What you have to do = Extract each line from the entries below that has the string "seconds" in it.

------ Data records

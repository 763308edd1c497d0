//! Server configuration.

use std::path::{Path, PathBuf};
use std::time::Duration;

use crate::audit::DEFAULT_AUDIT_CAPACITY;

/// Default socket path
pub const DEFAULT_SOCKET_PATH: &str = "/tmp/relay.sock";

/// Write timeout (10 seconds)
pub const DEFAULT_WRITE_TIMEOUT: Duration = Duration::from_secs(10);

/// Time a new connection gets to send CONNECT (30 seconds)
pub const DEFAULT_HANDSHAKE_TIMEOUT: Duration = Duration::from_secs(30);

/// Longest a handshake waits for the table barrier (5 seconds)
pub const DEFAULT_BARRIER_TIMEOUT: Duration = Duration::from_secs(5);

/// Runtime settings for [`crate::server::RelayServer`].
#[derive(Debug, Clone, PartialEq, Eq)]
pub struct ServerConfig {
    pub socket_path: PathBuf,
    pub audit_capacity: usize,
    pub write_timeout: Duration,
    pub handshake_timeout: Duration,
    pub barrier_timeout: Duration,
}

impl Default for ServerConfig {
    fn default() -> Self {
        Self {
            socket_path: PathBuf::from(DEFAULT_SOCKET_PATH),
            audit_capacity: DEFAULT_AUDIT_CAPACITY,
            write_timeout: DEFAULT_WRITE_TIMEOUT,
            handshake_timeout: DEFAULT_HANDSHAKE_TIMEOUT,
            barrier_timeout: DEFAULT_BARRIER_TIMEOUT,
        }
    }
}

impl ServerConfig {
    pub fn with_socket_path(mut self, path: impl Into<PathBuf>) -> Self {
        self.socket_path = path.into();
        self
    }

    pub fn with_audit_capacity(mut self, capacity: usize) -> Self {
        self.audit_capacity = capacity;
        self
    }

    pub fn with_write_timeout(mut self, timeout: Duration) -> Self {
        self.write_timeout = timeout;
        self
    }

    pub fn with_handshake_timeout(mut self, timeout: Duration) -> Self {
        self.handshake_timeout = timeout;
        self
    }

    pub fn with_barrier_timeout(mut self, timeout: Duration) -> Self {
        self.barrier_timeout = timeout;
        self
    }

    pub fn socket_path(&self) -> &Path {
        &self.socket_path
    }
}
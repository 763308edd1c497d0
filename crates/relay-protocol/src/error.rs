//! Protocol errors.

use std::io;

use thiserror::Error;

/// Errors produced while reading, writing or interpreting frames.
#[derive(Error, Debug)]
pub enum ProtocolError {
    #[error("Connection closed")]
    Closed,

    #[error("Connection closed in the middle of a frame")]
    Truncated,

    #[error("Unknown message type {0:#04x}")]
    UnknownKind(u8),

    #[error("Message too large: {size} bytes (max: {max})")]
    MessageTooLarge { size: usize, max: usize },

    #[error("Payload is missing its NUL terminator")]
    MissingTerminator,

    #[error("Malformed TO_ONE payload: {0}")]
    MalformedToOne(&'static str),

    #[error("I/O error: {0}")]
    Io(#[from] io::Error),
}

impl ProtocolError {
    /// True when the error means the peer went away rather than misbehaved.
    pub fn is_disconnect(&self) -> bool {
        match self {
            Self::Closed | Self::Truncated => true,
            Self::Io(e) => matches!(
                e.kind(),
                io::ErrorKind::ConnectionReset
                    | io::ErrorKind::ConnectionAborted
                    | io::ErrorKind::BrokenPipe
                    | io::ErrorKind::UnexpectedEof
                    | io::ErrorKind::NotConnected
            ),
            _ => false,
        }
    }
}
//! Relay connection client.
//!
//! This module provides:
//! - Connection to the relay socket with a bounded retry loop
//! - The CONNECT / OK handshake
//! - The interactive session loop pumping stdin commands to the server and
//!   server frames to stdout / stderr
//!
//! **Panic-Free Policy:** This module follows the project's panic-free guidelines.
//! No `.unwrap()`, `.expect()`, `panic!()`, `unreachable!()`, or `todo!()`.

use std::path::PathBuf;
use std::time::Duration;

use tokio::io::{AsyncBufRead, AsyncBufReadExt, AsyncRead, AsyncWrite, AsyncWriteExt};
use tokio::net::UnixStream;
use tokio::sync::mpsc;
use tokio::time::sleep;
use tokio_util::sync::CancellationToken;
use tracing::{debug, info, warn};

use relay_protocol::{read_message, write_message, MessageKind, ProtocolError, WireMessage};

use crate::command::{parse_line, Command};
use crate::error::{ClientError, Result};

/// Default socket path, shared with the server.
pub const DEFAULT_SOCKET_PATH: &str = "/tmp/relay.sock";

/// Frames buffered between the socket reader task and the session loop.
const FRAME_BUFFER: usize = 32;

// ============================================================================
// Configuration
// ============================================================================

/// Connection behavior of the client.
#[derive(Debug, Clone)]
pub struct ClientConfig {
    /// Path to the relay's Unix socket.
    pub socket_path: PathBuf,

    /// Connection attempts before giving up (at least one is made).
    pub retries: u32,

    /// Pause between attempts.
    pub retry_delay: Duration,
}

impl Default for ClientConfig {
    fn default() -> Self {
        Self {
            socket_path: PathBuf::from(DEFAULT_SOCKET_PATH),
            retries: 5,
            retry_delay: Duration::from_secs(1),
        }
    }
}

// ============================================================================
// Connection
// ============================================================================

/// Connects to the relay, retrying up to `config.retries` times.
pub async fn connect_with_retry(config: &ClientConfig) -> Result<UnixStream> {
    let attempts = config.retries.max(1);
    let mut attempt = 0u32;

    loop {
        attempt = attempt.saturating_add(1);
        debug!(
            attempt,
            socket_path = %config.socket_path.display(),
            "Attempting to connect to relay"
        );

        match UnixStream::connect(&config.socket_path).await {
            Ok(stream) => {
                debug!(attempt, "Connection successful");
                return Ok(stream);
            }
            Err(e) if attempt >= attempts => {
                return Err(ClientError::Connect {
                    path: config.socket_path.clone(),
                    attempts,
                    source: e,
                });
            }
            Err(e) => {
                warn!(attempt, error = %e, "Connection attempt failed, will retry");
                sleep(config.retry_delay).await;
            }
        }
    }
}

/// Sends CONNECT and waits for the server's verdict.
///
/// An ERROR reply becomes [`ClientError::Rejected`] carrying the server text.
pub async fn handshake<R, W>(reader: &mut R, writer: &mut W, username: &str) -> Result<()>
where
    R: AsyncRead + Unpin,
    W: AsyncWrite + Unpin,
{
    write_message(writer, &WireMessage::connect(username)).await?;

    let reply = read_message(reader).await?;
    match reply.kind {
        MessageKind::Ok => {
            info!(%username, "Handshake complete");
            Ok(())
        }
        MessageKind::Error => Err(ClientError::Rejected(reply.text().into_owned())),
        other => Err(ClientError::UnexpectedReply(other)),
    }
}

// ============================================================================
// Session
// ============================================================================

/// Why a session ended.
#[derive(Debug, Clone, Copy, PartialEq, Eq)]
pub enum SessionEnd {
    /// Server sent EXIT
    Goodbye,
    /// Server closed the socket without a goodbye
    Closed,
}

/// Runs the interactive session until the server says goodbye or closes.
///
/// Lines from `input` are parsed into commands and sent. Server frames are
/// printed one per line, ERROR text to `err` and everything else to `out`.
/// After `%EXIT`, end of input or cancellation the client sends EXIT and
/// keeps draining server frames until the goodbye arrives.
pub async fn run_session<R, W, I, O, E>(
    reader: R,
    mut writer: W,
    input: I,
    out: &mut O,
    err: &mut E,
    cancel_token: CancellationToken,
) -> Result<SessionEnd>
where
    R: AsyncRead + Unpin + Send + 'static,
    W: AsyncWrite + Unpin,
    I: AsyncBufRead + Unpin,
    O: AsyncWrite + Unpin,
    E: AsyncWrite + Unpin,
{
    // read_message is not cancel-safe, so frames are read on their own task
    let (frame_tx, mut frames) = mpsc::channel(FRAME_BUFFER);
    let reader_task = tokio::spawn(read_frames(reader, frame_tx));

    let mut lines = input.lines();
    let mut leaving = false;

    let result = loop {
        tokio::select! {
            frame = frames.recv() => match frame {
                Some(Ok(msg)) if msg.kind == MessageKind::Exit => {
                    info!("Server said goodbye");
                    break Ok(SessionEnd::Goodbye);
                }
                Some(Ok(msg)) => {
                    let sink: &mut (dyn AsyncWrite + Unpin) = if msg.kind == MessageKind::Error {
                        &mut *err
                    } else {
                        &mut *out
                    };
                    if let Err(e) = print_line(sink, &msg.text()).await {
                        break Err(e.into());
                    }
                }
                Some(Err(ProtocolError::Closed)) | None => {
                    info!("Server closed the connection");
                    break Ok(SessionEnd::Closed);
                }
                Some(Err(e)) => break Err(e.into()),
            },

            line = lines.next_line(), if !leaving => {
                let command = match line {
                    Ok(Some(line)) => match parse_line(&line) {
                        Ok(Some(command)) => command,
                        Ok(None) => continue,
                        Err(usage) => {
                            if let Err(e) = print_line(err, &usage.to_string()).await {
                                break Err(e.into());
                            }
                            continue;
                        }
                    },
                    Ok(None) => {
                        debug!("Input closed");
                        Command::Exit
                    }
                    Err(e) => break Err(e.into()),
                };

                leaving = command == Command::Exit;
                if let Err(e) = write_message(&mut writer, &command.to_message()).await {
                    break Err(e.into());
                }
            }

            _ = cancel_token.cancelled(), if !leaving => {
                info!("Session cancelled, leaving relay");
                leaving = true;
                if let Err(e) = write_message(&mut writer, &WireMessage::exit()).await {
                    break Err(e.into());
                }
            }
        }
    };

    reader_task.abort();
    result
}

async fn read_frames<R>(mut reader: R, tx: mpsc::Sender<std::result::Result<WireMessage, ProtocolError>>)
where
    R: AsyncRead + Unpin,
{
    loop {
        let frame = read_message(&mut reader).await;
        let stop = frame.is_err();
        if tx.send(frame).await.is_err() || stop {
            return;
        }
    }
}

async fn print_line<O>(out: &mut O, text: &str) -> std::io::Result<()>
where
    O: AsyncWrite + Unpin + ?Sized,
{
    out.write_all(text.as_bytes()).await?;
    out.write_all(b"\n").await?;
    out.flush().await
}

#[cfg(test)]
mod tests {
    use super::*;
    use tokio::io::{duplex, split, DuplexStream, ReadHalf, WriteHalf};

    /// Server side of an in-memory connection.
    struct FakeServer {
        reader: ReadHalf<DuplexStream>,
        writer: WriteHalf<DuplexStream>,
    }

    impl FakeServer {
        async fn expect(&mut self) -> WireMessage {
            read_message(&mut self.reader).await.unwrap()
        }

        async fn reply(&mut self, msg: WireMessage) {
            write_message(&mut self.writer, &msg).await.unwrap();
        }
    }

    fn pair() -> (ReadHalf<DuplexStream>, WriteHalf<DuplexStream>, FakeServer) {
        let (client, server) = duplex(4096);
        let (client_read, client_write) = split(client);
        let (reader, writer) = split(server);
        (client_read, client_write, FakeServer { reader, writer })
    }

    #[tokio::test]
    async fn test_handshake_ok() {
        let (mut reader, mut writer, mut server) = pair();
        let server_task = tokio::spawn(async move {
            assert_eq!(server.expect().await, WireMessage::connect("alice"));
            server.reply(WireMessage::ok()).await;
            server
        });

        handshake(&mut reader, &mut writer, "alice").await.unwrap();
        server_task.await.unwrap();
    }

    #[tokio::test]
    async fn test_handshake_rejected_carries_text() {
        let (mut reader, mut writer, mut server) = pair();
        let server_task = tokio::spawn(async move {
            server.expect().await;
            server
                .reply(WireMessage::error_text("[ERROR] mallory: not a registered user"))
                .await;
            server
        });

        let err = handshake(&mut reader, &mut writer, "mallory").await.unwrap_err();
        assert_eq!(err.to_string(), "[ERROR] mallory: not a registered user");
        server_task.await.unwrap();
    }

    #[tokio::test]
    async fn test_handshake_unexpected_reply() {
        let (mut reader, mut writer, mut server) = pair();
        let server_task = tokio::spawn(async move {
            server.expect().await;
            server.reply(WireMessage::list()).await;
            server
        });

        let err = handshake(&mut reader, &mut writer, "alice").await.unwrap_err();
        assert!(matches!(err, ClientError::UnexpectedReply(MessageKind::List)));
        server_task.await.unwrap();
    }

    #[tokio::test]
    async fn test_session_sends_commands_and_prints_frames() {
        let (reader, writer, mut server) = pair();
        let server_task = tokio::spawn(async move {
            assert_eq!(server.expect().await, WireMessage::to_one("bob", "hi"));
            server
                .reply(WireMessage::new(MessageKind::ToOne, "[bob] hey"))
                .await;
            assert_eq!(server.expect().await, WireMessage::bcast("all of you"));
            assert_eq!(server.expect().await, WireMessage::list());
            server.reply(WireMessage::error_text("[ERROR] zed: user not connected")).await;
            server
                .reply(WireMessage::new(MessageKind::List, "[LIST] alice bob"))
                .await;
            assert_eq!(server.expect().await, WireMessage::exit());
            server.reply(WireMessage::exit()).await;
            server
        });

        let input: &[u8] = b"%ONE bob hi\n\n%NOPE\nall of you\n%LIST\n%EXIT\nignored\n";
        let mut out = Vec::new();
        let mut err = Vec::new();
        let end = run_session(reader, writer, input, &mut out, &mut err, CancellationToken::new())
            .await
            .unwrap();

        assert_eq!(end, SessionEnd::Goodbye);
        assert_eq!(String::from_utf8(out).unwrap(), "[bob] hey\n[LIST] alice bob\n");
        let err = String::from_utf8(err).unwrap();
        assert!(err.contains("unknown command"));
        assert!(err.contains("[ERROR] zed: user not connected"));
        server_task.await.unwrap();
    }

    #[tokio::test]
    async fn test_session_end_of_input_sends_exit() {
        let (reader, writer, mut server) = pair();
        let server_task = tokio::spawn(async move {
            assert_eq!(server.expect().await, WireMessage::exit());
            server.reply(WireMessage::exit()).await;
            server
        });

        let input: &[u8] = b"";
        let mut out = Vec::new();
        let mut err = Vec::new();
        let end = run_session(reader, writer, input, &mut out, &mut err, CancellationToken::new())
            .await
            .unwrap();
        assert_eq!(end, SessionEnd::Goodbye);
        server_task.await.unwrap();
    }

    #[tokio::test]
    async fn test_session_server_close_ends_session() {
        let (reader, writer, server) = pair();
        drop(server);

        // Input that never ends
        let (_input_keepalive, input) = duplex(64);
        let input = tokio::io::BufReader::new(input);
        let mut out = Vec::new();
        let mut err = Vec::new();
        let end = run_session(reader, writer, input, &mut out, &mut err, CancellationToken::new())
            .await
            .unwrap();
        assert_eq!(end, SessionEnd::Closed);
    }

    #[tokio::test]
    async fn test_session_cancel_sends_exit() {
        let (reader, writer, mut server) = pair();
        let cancel_token = CancellationToken::new();
        cancel_token.cancel();

        let server_task = tokio::spawn(async move {
            assert_eq!(server.expect().await, WireMessage::exit());
            server.reply(WireMessage::exit()).await;
            server
        });

        let (_input_keepalive, input) = duplex(64);
        let input = tokio::io::BufReader::new(input);
        let mut out = Vec::new();
        let mut err = Vec::new();
        let end = run_session(reader, writer, input, &mut out, &mut err, cancel_token)
            .await
            .unwrap();
        assert_eq!(end, SessionEnd::Goodbye);
        server_task.await.unwrap();
    }

    #[tokio::test]
    async fn test_connect_gives_up_after_retries() {
        let dir = tempfile::tempdir().unwrap();
        let config = ClientConfig {
            socket_path: dir.path().join("missing.sock"),
            retries: 3,
            retry_delay: Duration::from_millis(5),
        };

        let err = connect_with_retry(&config).await.unwrap_err();
        assert!(matches!(err, ClientError::Connect { attempts: 3, .. }));
    }

    #[tokio::test]
    async fn test_connect_succeeds_once_socket_appears() {
        let dir = tempfile::tempdir().unwrap();
        let socket_path = dir.path().join("late.sock");
        let config = ClientConfig {
            socket_path: socket_path.clone(),
            retries: 50,
            retry_delay: Duration::from_millis(10),
        };

        let binder = tokio::spawn(async move {
            sleep(Duration::from_millis(30)).await;
            let listener = tokio::net::UnixListener::bind(&socket_path).unwrap();
            let _ = listener.accept().await.unwrap();
        });

        connect_with_retry(&config).await.unwrap();
        binder.await.unwrap();
    }
}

------------

Response to the exercise =
/// Write timeout (10 seconds)
/// Time a new connection gets to send CONNECT (30 seconds)
/// Longest a handshake waits for the table barrier (5 seconds)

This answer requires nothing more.